The company is willing to include an independent pipeline company in its project, Wenzel said, and hopes to work with the state in selecting a company, but a pipeline company licensed under the state’s AGIA process would not be acceptable to ConocoPhillips because of the state’s requirements, he said.
A key objection by ConocoPhillips and two other major North Slope producers, BP and Exxon Mobil, is that the state is requiring a pipeline company to support rolled-in tariff rates for pipeline expansions that would have tariffs paid by original shippers increase by as much as 15 percent for each expansion. Wenzel said this amounts to a subsidy of new gas shippers by the original shippers.
Under ConocoPhillips’ plan, the pipeline would support rolled-in rates for expansion tariffs that would expose original shippers to a potential 5 percent increase of the original tariff but that would be a ceiling no matter how many expansions are made, Wenzel said.
If Palin chooses one of the proposals that were submitted under the state solicitation, the Legislature will have to either reject the proposal so that the pipeline company is relieved of objectionable requirements, such as subsidies for new gas shippers, or the AGIA law itself will have to be changes, Wenzel said.
Another key ingredient missing in the state’s solicitation under AGIA is a lack of any long-term fiscal terms covering taxes and royalty terms for producers shipping gas. Legal questions have been raised as to whether the state can make any long-term deal fixing tax terms under the state constitution, but Wenzel said that there may be ways to accomplish this as a form of contract that would pass legal muster.

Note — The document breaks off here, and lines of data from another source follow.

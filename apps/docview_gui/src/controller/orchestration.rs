//! Command orchestration helpers from UI actions to backend command queue.

use crossbeam_channel::{Sender, TrySendError};
use shared::domain::DocumentId;

use crate::backend_bridge::commands::BackendCommand;
use crate::controller::reducer::{DeskState, UploadGate};

pub fn dispatch_backend_command(
    cmd_tx: &Sender<BackendCommand>,
    cmd: BackendCommand,
    status: &mut String,
) -> bool {
    let cmd_name = cmd.name();

    match cmd_tx.try_send(cmd) {
        Ok(()) => {
            tracing::debug!(command = cmd_name, "queued ui->backend command");
            true
        }
        Err(TrySendError::Full(_)) => {
            *status = "UI command queue is full; please retry".to_string();
            false
        }
        Err(TrySendError::Disconnected(_)) => {
            *status =
                "Backend worker disconnected (possible startup/runtime failure); restart the app"
                    .to_string();
            false
        }
    }
}

/// Queues an upload only when the upload control is enabled.
///
/// Closes the state's [`UploadGate`]; it stays closed until the worker's
/// snapshots show this upload started and finished, so no second click can
/// queue the same file again.
pub fn dispatch_upload(cmd_tx: &Sender<BackendCommand>, state: &mut DeskState) -> bool {
    if !state.upload_gate.is_open() || !state.view.upload_affordance().enabled {
        return false;
    }
    let queued = dispatch_backend_command(cmd_tx, BackendCommand::Upload, &mut state.status);
    if queued {
        state.upload_gate = UploadGate::Dispatched;
        state.view.upload_pending = true;
    }
    queued
}

#[derive(Debug, Clone, Copy, PartialEq, Eq)]
pub enum RowAction {
    Select,
    Delete,
}

/// A click on a row's delete button never also selects the row, even though
/// the button lies inside the row's clickable area.
pub fn resolve_row_action(row_clicked: bool, delete_clicked: bool) -> Option<RowAction> {
    if delete_clicked {
        Some(RowAction::Delete)
    } else if row_clicked {
        Some(RowAction::Select)
    } else {
        None
    }
}

pub fn row_command(action: RowAction, id: DocumentId) -> BackendCommand {
    match action {
        RowAction::Select => BackendCommand::Select { id },
        RowAction::Delete => BackendCommand::Delete { id },
    }
}
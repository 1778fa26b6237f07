use serde::{Deserialize, Serialize};

/// Error body returned by the document store on non-success responses,
/// e.g. `{"detail": "Record not found"}`.
#[derive(Debug, Clone, PartialEq, Eq, Serialize, Deserialize)]
pub struct StoreErrorBody {
    pub detail: String,
}

impl StoreErrorBody {
    pub fn new(detail: impl Into<String>) -> Self {
        Self {
            detail: detail.into(),
        }
    }

    /// Best-effort decode; store error bodies are not guaranteed to be JSON.
    pub fn parse(body: &[u8]) -> Option<Self> {
        serde_json::from_slice(body).ok()
    }
}
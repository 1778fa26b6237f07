use std::collections::BTreeMap;

use serde::{Deserialize, Serialize};

use crate::domain::DocumentId;

/// Number of leading embedding components shown in a detail preview.
pub const EMBEDDING_PREVIEW_LEN: usize = 5;

/// One processed file as reported by the document store.
///
/// The list endpoint may omit `embedding`; it then deserializes as empty.
/// Fields the client does not model (e.g. a detail record's `title`) are kept
/// in `extra` so a detail record round-trips unchanged.
#[derive(Debug, Clone, PartialEq, Serialize, Deserialize)]
pub struct Document {
    pub id: DocumentId,
    pub text: String,
    #[serde(default)]
    pub created_at: String,
    #[serde(default)]
    pub embedding: Vec<f64>,
    #[serde(flatten)]
    pub extra: BTreeMap<String, serde_json::Value>,
}

impl Document {
    pub fn new(
        id: impl Into<DocumentId>,
        text: impl Into<String>,
        created_at: impl Into<String>,
        embedding: Vec<f64>,
    ) -> Self {
        Self {
            id: id.into(),
            text: text.into(),
            created_at: created_at.into(),
            embedding,
            extra: BTreeMap::new(),
        }
    }

    /// Leading embedding components with two decimals, e.g. `0.10, 0.20...`.
    pub fn embedding_preview(&self) -> String {
        let head = self
            .embedding
            .iter()
            .take(EMBEDDING_PREVIEW_LEN)
            .map(|value| format!("{value:.2}"))
            .collect::<Vec<_>>()
            .join(", ");
        format!("{head}...")
    }
}

#[derive(Debug, Clone, Serialize, Deserialize)]
pub struct SearchRequest {
    pub text: String,
}

#[derive(Debug, Clone, PartialEq, Serialize, Deserialize)]
pub struct SearchHit {
    pub id: DocumentId,
    pub text: String,
    pub similarity: f64,
    #[serde(default)]
    pub created_at: String,
}

#[derive(Debug, Clone, Copy, PartialEq, Eq, Serialize, Deserialize)]
pub struct CountResponse {
    pub count: u64,
}

/// Body of `DELETE /delete-batch`. The store rejects an empty `ids` list.
#[derive(Debug, Clone, PartialEq, Eq, Serialize, Deserialize)]
pub struct DeleteBatchRequest {
    pub ids: Vec<DocumentId>,
}

/// Acknowledgement returned by delete endpoints, e.g. `Deleted 2 records`.
#[derive(Debug, Clone, PartialEq, Eq, Serialize, Deserialize)]
pub struct MessageResponse {
    pub message: String,
}
#[tokio::test(flavor = "multi_thread", worker_threads = 4)]
async fn concurrent_updates_broadcast_snapshots_in_state_order() {
    let store = MockStore::default();
    let view = view_for(&store).await;
    let mut events = view.subscribe_events();

    let tasks: Vec<_> = (0..200)
        .map(|i| {
            let view = Arc::clone(&view);
            tokio::spawn(async move {
                if i % 2 == 0 {
                    view.choose_file(PendingFile::new(format!("{i}.png"), vec![1]))
                        .await;
                } else {
                    view.clear_file().await;
                }
            })
        })
        .collect();
    for task in tasks {
        task.await.expect("join");
    }

    let last = drain(&mut events)
        .into_iter()
        .filter_map(|event| match event {
            ViewEvent::StateChanged(snapshot) => Some(snapshot),
            ViewEvent::OperationFailed { .. } => None,
        })
        .last()
        .expect("state events");
    assert_eq!(last, view.snapshot().await);
}

#[tokio::test]
async fn select_loads_full_detail_record() {
    let mut detailed = doc("a", "full text\nsecond line");
    detailed
        .extra
        .insert("title".to_string(), serde_json::json!("scan"));
    let store = MockStore::default().with_documents(vec![doc("a", "full text")]).await;
    store
        .details
        .lock()
        .await
        .insert("a".to_string(), detailed.clone());
    let view = view_for(&store).await;

    let applied = view.select(&DocumentId::new("a")).await.expect("select");

    assert!(applied);
    assert_eq!(view.snapshot().await.selection, Selection::Populated(detailed));
    assert_eq!(store.calls().await, vec!["GET /detail/a"]);
}
//! Backend commands queued from UI to backend worker.

use shared::domain::DocumentId;
use std::path::PathBuf;

#[derive(Debug)]
pub enum BackendCommand {
    Mount,
    Refresh,
    ChooseFile { path: PathBuf },
    ClearFile,
    Upload,
    Delete { id: DocumentId },
    Select { id: DocumentId },
    CloseDetail,
    Search { query: String },
}

impl BackendCommand {
    pub fn name(&self) -> &'static str {
        match self {
            BackendCommand::Mount => "mount",
            BackendCommand::Refresh => "refresh",
            BackendCommand::ChooseFile { .. } => "choose_file",
            BackendCommand::ClearFile => "clear_file",
            BackendCommand::Upload => "upload",
            BackendCommand::Delete { .. } => "delete",
            BackendCommand::Select { .. } => "select",
            BackendCommand::CloseDetail => "close_detail",
            BackendCommand::Search { .. } => "search",
        }
    }
}
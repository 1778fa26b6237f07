use std::time::Duration;

use crossbeam_channel::{Receiver, Sender};
use eframe::egui;
use shared::{domain::DocumentId, protocol::Document};

use crate::backend_bridge::commands::BackendCommand;
use crate::controller::{
    events::{UiErrorCategory, UiEvent},
    orchestration::{dispatch_backend_command, dispatch_upload, resolve_row_action, row_command},
    reducer::{reduce, DeskState},
};

const REPAINT_INTERVAL: Duration = Duration::from_millis(100);
const ROW_PREVIEW_CHARS: usize = 100;

fn err_label(category: UiErrorCategory) -> &'static str {
    match category {
        UiErrorCategory::Transport => "Network",
        UiErrorCategory::Server => "Server",
        UiErrorCategory::Payload => "Response",
        UiErrorCategory::Validation => "Input",
        UiErrorCategory::Unknown => "Error",
    }
}

fn row_preview(text: &str) -> String {
    let mut preview: String = text.chars().take(ROW_PREVIEW_CHARS).collect();
    if text.chars().count() > ROW_PREVIEW_CHARS {
        preview.push_str("...");
    }
    preview
}

pub struct DocumentDeskApp {
    cmd_tx: Sender<BackendCommand>,
    ui_rx: Receiver<UiEvent>,
    state: DeskState,
}

impl DocumentDeskApp {
    pub fn bootstrap(cmd_tx: Sender<BackendCommand>, ui_rx: Receiver<UiEvent>) -> Self {
        let mut app = Self {
            cmd_tx,
            ui_rx,
            state: DeskState {
                status: "Loading documents...".to_string(),
                ..DeskState::default()
            },
        };
        app.dispatch(BackendCommand::Mount);
        app
    }

    fn dispatch(&mut self, cmd: BackendCommand) {
        dispatch_backend_command(&self.cmd_tx, cmd, &mut self.state.status);
    }

    fn process_ui_events(&mut self) {
        while let Ok(event) = self.ui_rx.try_recv() {
            reduce(&mut self.state, event);
        }
    }

    fn show_upload_row(&mut self, ui: &mut egui::Ui) {
        ui.heading("Upload OCR document");
        ui.horizontal(|ui| {
            if ui.button("Choose file...").clicked() {
                if let Some(path) = rfd::FileDialog::new().pick_file() {
                    self.dispatch(BackendCommand::ChooseFile { path });
                }
            }

            match self.state.view.pending_file.clone() {
                Some(name) => {
                    ui.label(name);
                    if !self.state.view.upload_pending && ui.small_button("x").clicked() {
                        self.dispatch(BackendCommand::ClearFile);
                    }
                }
                None => {
                    ui.weak("No file chosen");
                }
            }

            let affordance = self.state.view.upload_affordance();
            if ui
                .add_enabled(affordance.enabled, egui::Button::new(affordance.label))
                .clicked()
            {
                dispatch_upload(&self.cmd_tx, &mut self.state);
            }
            if self.state.view.upload_pending {
                ui.spinner();
            }
        });
    }

    fn show_search(&mut self, ui: &mut egui::Ui) {
        ui.horizontal(|ui| {
            let response = ui.add(
                egui::TextEdit::singleline(&mut self.state.search_query)
                    .hint_text("Search document text"),
            );
            let submitted =
                response.lost_focus() && ui.input(|input| input.key_pressed(egui::Key::Enter));
            if ui.button("Search").clicked() || submitted {
                let query = self.state.search_query.trim().to_string();
                if !query.is_empty() {
                    self.dispatch(BackendCommand::Search { query });
                }
            }
        });

        let mut open: Option<DocumentId> = None;
        for hit in &self.state.search_hits {
            ui.horizontal(|ui| {
                ui.monospace(format!("{:.4}", hit.similarity));
                if ui.link(row_preview(&hit.text)).clicked() {
                    open = Some(hit.id.clone());
                }
            });
        }
        if let Some(id) = open {
            self.dispatch(BackendCommand::Select { id });
        }
    }

    fn render_document_row(ui: &mut egui::Ui, doc: &Document, loading: bool) -> (bool, bool) {
        let mut delete_clicked = false;
        let row = ui.scope_builder(
            egui::UiBuilder::new()
                .id_salt(("document_row", doc.id.as_str()))
                .sense(egui::Sense::click()),
            |ui| {
                egui::Frame::group(ui.style()).show(ui, |ui| {
                    ui.set_width(ui.available_width());
                    ui.label(row_preview(&doc.text));
                    ui.horizontal(|ui| {
                        ui.small(&doc.created_at);
                        if loading {
                            ui.spinner();
                        }
                    });
                    delete_clicked = ui
                        .add(
                            egui::Button::new(
                                egui::RichText::new("Delete").color(egui::Color32::RED),
                            )
                            .small(),
                        )
                        .clicked();
                });
            },
        );
        let row_clicked = row
            .response
            .on_hover_cursor(egui::CursorIcon::PointingHand)
            .clicked();
        (row_clicked, delete_clicked)
    }

    fn show_document_list(&mut self, ui: &mut egui::Ui) {
        ui.heading("Documents");
        if ui.small_button("Refresh").clicked() {
            self.dispatch(BackendCommand::Refresh);
        }
        if self.state.view.documents.is_empty() {
            ui.weak("No documents yet");
            return;
        }

        let loading_id = self.state.view.selection.loading_id().cloned();
        let mut actions = Vec::new();
        for doc in &self.state.view.documents {
            let loading = loading_id.as_ref() == Some(&doc.id);
            let (row_clicked, delete_clicked) = Self::render_document_row(ui, doc, loading);
            if let Some(action) = resolve_row_action(row_clicked, delete_clicked) {
                actions.push(row_command(action, doc.id.clone()));
            }
            ui.add_space(4.0);
        }
        for cmd in actions {
            self.dispatch(cmd);
        }
    }

    fn show_detail_panel(&mut self, ui: &mut egui::Ui) {
        let Some(doc) = self.state.view.selected_document().cloned() else {
            if self.state.view.selection.loading_id().is_some() {
                ui.separator();
                ui.spinner();
            }
            return;
        };

        ui.separator();
        let mut close = false;
        ui.horizontal(|ui| {
            ui.strong("Document detail");
            if self.state.view.selection.loading_id().is_some() {
                ui.spinner();
            }
            ui.with_layout(egui::Layout::right_to_left(egui::Align::Center), |ui| {
                close = ui.button("Close").clicked();
            });
        });
        ui.label(&doc.text);
        ui.add_space(6.0);
        ui.small(format!("ID: {}", doc.id));
        ui.small(format!("Created: {}", doc.created_at));
        ui.small(format!("Vector: {}", doc.embedding_preview()));

        if close {
            self.dispatch(BackendCommand::CloseDetail);
        }
    }

    fn show_status_bar(&self, ui: &mut egui::Ui) {
        ui.horizontal(|ui| match &self.state.last_error {
            Some(err) if err.summary() == self.state.status => {
                ui.colored_label(
                    egui::Color32::LIGHT_RED,
                    format!("[{}] {}", err_label(err.category()), self.state.status),
                );
            }
            _ => {
                ui.label(&self.state.status);
            }
        });
    }
}

impl eframe::App for DocumentDeskApp {
    fn update(&mut self, ctx: &egui::Context, _frame: &mut eframe::Frame) {
        self.process_ui_events();

        egui::TopBottomPanel::bottom("status_bar").show(ctx, |ui| self.show_status_bar(ui));
        egui::CentralPanel::default().show(ctx, |ui| {
            egui::ScrollArea::vertical().show(ui, |ui| {
                self.show_upload_row(ui);
                ui.separator();
                self.show_search(ui);
                ui.separator();
                self.show_document_list(ui);
                self.show_detail_panel(ui);
            });
        });

        ctx.request_repaint_after(REPAINT_INTERVAL);
    }
}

In its proposal, ConocoPhillips seeks an agreement to fix terms only on natural gas production taxes. In a previous joint-proposal to the state made in 2006 by ConocoPhillips, BP and Exxon Mobil, sought to include fixed terms on oil as well as gas taxes. This prompted objections from state legislators last year. The references to oil taxes have been dropped in the latest proposal, Wenzel said.